The High-Efficiency LLM Collaborative Reasoning Framework is an advanced system designed to optimize the collaborative reasoning process across multiple large language models (LLMs). By leveraging automatic task decomposition, dynamic model allocation, and parallel processing, this system efficiently solves complex problems that are difficult for a single model to handle.

## Core Features

- **Automatic Task Decomposition**: Utilizes a mature "Planner" model to decompose complex problems into a directed acyclic graph (DAG) consisting of a series of smaller, manageable subtasks.
- **Dynamic Model Allocation**: Intelligently assigns the most suitable model (e.g., a smaller, faster model or a larger, more powerful model) to each subtask based on its estimated difficulty.
- **Parallel Task Execution**: Employs a multi-threaded scheduler to execute independent subtasks in parallel, significantly reducing the overall processing time.
- **Comprehensive Performance Monitoring**: Track and report detailed performance metrics, including execution time, first token generation time (TTFT), token usage, and estimated cost, providing deep insights into system efficiency.
- **Batch Processing and Evaluation**: Supports batch processing of datasets and system evaluation, enabling robust model and system performance analysis.
- **Dataset Building Mode**: Built-in dataset building functionality that automatically generates high-quality "question-plan" pairs based on questions and reference answers, for fine-tuning the planner model.
- **Theoretical Performance Modeling**: It can generate theoretical performance reports (including Gantt charts) based on task plans and model performance data, which can be used to analyze and optimize task scheduling.
- **Benchmarking Tool:** Provides a standalone single-model test script (`single_model_only.py`) for direct benchmarking against the performance of collaborative frameworks.

## Working Principle

The system operates through a structured, multi-stage process:

1. **Planning (Task Decomposition)**: The user's query is first sent to a **Planner Model**. This model analyzes the problem and generates a detailed execution plan in XML format.
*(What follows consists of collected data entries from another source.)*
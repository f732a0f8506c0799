use clinic_booking::AppointmentService;
use clinic_core::ClinicContext;
use clinic_directory::DoctorService;
use clinic_identity::IdentityService;
use clinic_notify::NotificationService;

/// Everything a handler can reach, shared through a request extension.
#[derive(Clone)]
pub struct Services {
    pub ctx: ClinicContext,
    pub identity: IdentityService,
    pub doctors: DoctorService,
    pub appointments: AppointmentService,
    pub notifications: NotificationService,
}

impl Services {
    pub fn new(ctx: ClinicContext) -> Self {
        Services {
            identity: IdentityService::new(ctx.clone()),
            doctors: DoctorService::new(ctx.clone()),
            appointments: AppointmentService::new(ctx.clone()),
            notifications: NotificationService::new(ctx.clone()),
            ctx,
        }
    }
}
This plan outlines a series of steps, each containing specific tasks, estimated difficulty, token budget, and dependencies on other steps.
2. **Scheduling (Task Assignment)**: The system parses the XML plan to construct a Directed Acyclic Graph (DAG). The scheduler then identifies all tasks whose dependencies are satisfied and assigns them for execution.
3. **Execution (Solving Subtasks)**: Each assigned task is sent to an **Executor Model**. The system dynamically selects a small, efficient model for simpler tasks or a large, powerful model for more complex tasks based on the `Difficulty` attribute in the plan.
4. **Parallel Processing:** The scheduler uses a thread pool to execute multiple independent subtasks concurrently. When a task completes, the scheduler checks if any new tasks are unlocked due to satisfied dependencies and adds them to the execution queue.
5. **Aggregation (Generate Final Answer)**: Once all tasks in the plan are completed, the system collects the results of each step and performs a final aggregation to generate the final answer to the original query.
6. **Report:** After the process is completed, the system will generate a detailed report, including performance metrics, cost analysis, task dependency graph, and quantified evaluation scores.

## Installation and Setup

1. **Install dependencies**

It is recommended to create a virtual environment first.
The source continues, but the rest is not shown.